Tim Stanley, author of “Whatever Happened to Tradition?: History, Belonging and the Future of the West,” joined Federalist Publisher Ben Domenech on “The Ben Domenech Podcast” to discuss the future of the West’s liberal tradition, and conservatives’ paradoxical efforts to preserve it.
“There is a divergence in conservative opinion at the moment over whether or not liberalism, which is essentially the West’s political tradition, whether or not liberalism has just taken a wrong turn … or if that particular tradition of liberalism itself is bad, if it has an original sin,” Stanley explained.
“If [the latter] is true, what is the alternative? Either the alternative is a system which is imposed on us from without, like Chinese communism, or we’re talking about tearing everything up and starting all over again.”

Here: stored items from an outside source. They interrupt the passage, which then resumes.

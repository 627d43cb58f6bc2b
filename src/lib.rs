//! # Telagen
//!
//! **Telagen** is a schema-driven CRUD source generator: tolerant JSON entity
//! specs in, Angular standalone-component source artifacts out.
//!
//! ## Overview
//!
//! Telagen reads entity spec documents (JSON with human edits tolerated:
//! comments, trailing commas, aliased keys in two dialects), normalizes each
//! entity into one canonical model, and renders a complete CRUD slice per
//! entity: a typed model interface, an HTTP service, a list view, an edit
//! form, and a shared routing table across the whole batch. Optional feature
//! flags add pagination, image upload/download, a password-change section,
//! and a full auth block (login, token store, interceptor, guard).
//!
//! Generation is deterministic: the same documents and options always
//! produce byte-identical artifacts, so regeneration is diff-friendly.
//!
//! ## Architecture
//!
//! The library is organized into several key modules:
//!
//! - **[`spec`]** - Tolerant parsing of entity spec documents
//! - **[`naming`]** - Identifier derivation (type name, slug, route segment, file stem, label)
//! - **[`schema`]** - Field normalization into the canonical entity model
//! - **[`features`]** - Feature-flag resolution (pagination, auth, upload, password change)
//! - **[`routes`]** - Route aggregation across the generated batch
//! - **[`generator`]** - Template rendering, batch driver, writer, sidecar config
//! - **[`watch`]** - Regeneration on spec-document change
//! - **[`cli`]** - The `telagen` command-line interface
//!
//! ### Generation Flow
//!
//! The generator transforms spec documents into a source tree in one pass:
//!
//! ```mermaid
//! sequenceDiagram
//!     participant User
//!     participant CLI as CLI<br/>(telagen)
//!     participant Spec as spec::load_entities
//!     participant Schema as schema::normalize_entity
//!     participant Compose as generator::compose_entity
//!     participant Routes as routes::RouteTable
//!     participant Project as generator::generate_project
//!     participant FS as File System
//!
//!     User->>CLI: telagen generate<br/>--spec entities.json --base ./src/app
//!     CLI->>Project: generate_project(opts)
//!     Project->>Spec: load_entities(path)
//!     Spec->>Spec: Strict JSON parse
//!     Spec->>Spec: Tolerant cleanup retry<br/>(BOM, comments, trailing commas)
//!     Spec-->>Project: Vec<EntitySpec>
//!
//!     Project->>Schema: normalize_entity(spec)
//!     Schema->>Schema: Derive identifiers
//!     Schema->>Schema: Normalize fields<br/>(types, inputs, labels, key)
//!     Schema->>Schema: Resolve feature flags
//!     Schema-->>Project: EntityModel + warnings
//!
//!     Project->>Compose: compose_entity(&model)
//!     Compose->>Compose: Render Askama templates
//!     Compose->>Compose: Splice feature slots<br/>(upload, password, paginator)
//!     Compose-->>Project: Vec<Artifact>
//!
//!     Project->>FS: Write model, service,<br/>list view, edit view
//!     Project->>Routes: aggregate(successful entities)
//!     Routes-->>Project: RouteTable
//!     Project->>FS: Write app.routes.ts,<br/>shared + auth artifacts
//!     Project-->>CLI: GenerationReport
//!     CLI-->>User: ✅/⚠️/❌ summary
//! ```
//!
//! ### Key Architectural Patterns
//!
//! 1. **Canonical Model**: every downstream stage reads one normalized shape;
//!    raw dialect detail never reaches a template
//! 2. **Total Normalization**: malformed fields degrade to warnings, never
//!    abort an entity; an empty field list is synthesized, not rejected
//! 3. **Slot Splicing**: optional feature blocks are pre-rendered and spliced
//!    into fixed template slots, so inactive features leave no residue
//! 4. **Compose Before Write**: each entity renders fully in memory before
//!    any of its files touch disk
//! 5. **Failure Scoping**: field < entity < batch; one bad document never
//!    stops its siblings
//! 6. **Barrier Aggregation**: the routing table is built only after every
//!    entity finished, from the successful ones
//!
//! ## Quick Start
//!
//! ```no_run
//! use telagen::generator::{generate_project, GenerateOptions};
//!
//! let opts = GenerateOptions {
//!     specs: vec!["entities.json".into()],
//!     base_dir: "./src/app".into(),
//!     ..GenerateOptions::default()
//! };
//!
//! let report = generate_project(&opts).expect("generation failed");
//! report.print_summary();
//! ```
//!
//! ## Features
//!
//! - **Tolerant Input**: BOM, `//` and `/* */` comments, trailing commas,
//!   aliased keys in Portuguese and English dialects
//! - **Deterministic Output**: re-running on unchanged input rewrites
//!   byte-identical files
//! - **Feature Slots**: pagination, image upload/download, password change,
//!   auth screens, all gated per entity
//! - **Batch Reporting**: every skipped entity and dropped field is reported;
//!   nothing fails silently
//! - **Watch Mode**: keep the generated tree in sync while editing specs
//! - **Sidecar Config**: optional `telagen.toml` next to the spec documents
//!
//! ## Code Generation
//!
//! ```bash
//! telagen generate --spec entities.json --base ./src/app --prefix /api
//! ```
//!
//! ### Generated Structure
//!
//! ```text
//! src/app/
//! ├── app.routes.ts                        # Aggregated routing table
//! ├── shared/models/
//! │   ├── config.model.ts                  # Runtime config interface
//! │   ├── config.ts                        # Base URL constant
//! │   ├── alert.model.ts                   # Alert record shape
//! │   └── {entity}.model.ts                # One interface per entity
//! ├── services/
//! │   ├── alert.store.ts                   # Signal-based alert store
//! │   └── {entity}.service.ts              # One HTTP service per entity
//! ├── componentes/{entity}/
//! │   ├── listar.{entity}.ts|html|css      # List view
//! │   └── inserir.editar.{entity}.ts|html|css  # Edit form
//! └── auth/                                # Only when an entity requires auth
//!     ├── token.store.ts
//!     ├── auth.interceptor.ts
//!     ├── auth.service.ts
//!     ├── auth.guard.ts
//!     ├── login.ts|html|css
//!     ├── request-reset.ts|html|css
//!     └── reset-password.ts|html|css
//! ```
//!
//! ## Spec Documents
//!
//! A spec document is a JSON array of entities (or a wrapper object with an
//! `entidades`/`entities` key, or a single bare entity):
//!
//! ```json
//! [
//!   {
//!     "nome": "Produto",
//!     "pagination": true,
//!     "colunas": [
//!       { "nome_col": "nu_produto", "tipo": "int", "primary_key": 1 },
//!       { "nome_col": "ds_nome", "tipo": "str", "tam": 80, "obrigatoria": 1, "listar": 1 },
//!       { "nome_col": "vl_preco", "tipo": "decimal", "listar": 1 }
//!     ]
//!   }
//! ]
//! ```
//!
//! Key aliases are accepted per field (`nome_col`/`name`, `tipo`/`type`,
//! `tam`/`max_length`, `obrigatoria`/`required`, ...), unknown type tokens
//! degrade to text, and malformed fields are dropped with a warning instead
//! of failing the entity.

pub mod cli;

pub mod features;
pub mod generator;
pub mod naming;
pub mod routes;
pub mod schema;
pub mod spec;
pub mod watch;

pub use generator::{generate_project, GenerateOptions, GenerationReport, GenerationScope};
pub use schema::{normalize_entity, EntityModel, Field, FieldKind, InputKind, PkFallback};
pub use spec::{load_entities, parse_entities, EntitySpec, MalformedSpecError};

“The absence in particular of economic policy” from liberalism’s critics, Stanley said, “speaks to the lack of an alternative.”
Former President Donald Trump’s rise clarified a tension within the conservative movement, with the populist president representing “a radical form of conservatism which seeks not just to preserve the status quo … but to actually acknowledge that things are broken about that system and go back to a point before in time.”
“The paradox is that conservatives end up becoming critical of the very institutions they want to save,” Stanley added. “Most conservatives want to save those institutions and revere them. … They are by psychology joiners of things … but at the same time, they’re excluded from the very things they love, and they feel they have to go to war with them in order to save them. You sort of saw Trump do that on steroids.”
Meanwhile, Stanley said, “the frustrating thing about conservatives is that they spend a lot of time complaining and not a lot of time doing. And that actually, the doing might be a question of not going away and doing something that’s self-consciously conservative, but of just doing something cultural well.”
As a result, Stanley’s encouragement to conservatives is simply to “go and write good books, paint good art, make good comedy, rather than trying to do something self-consciously political.”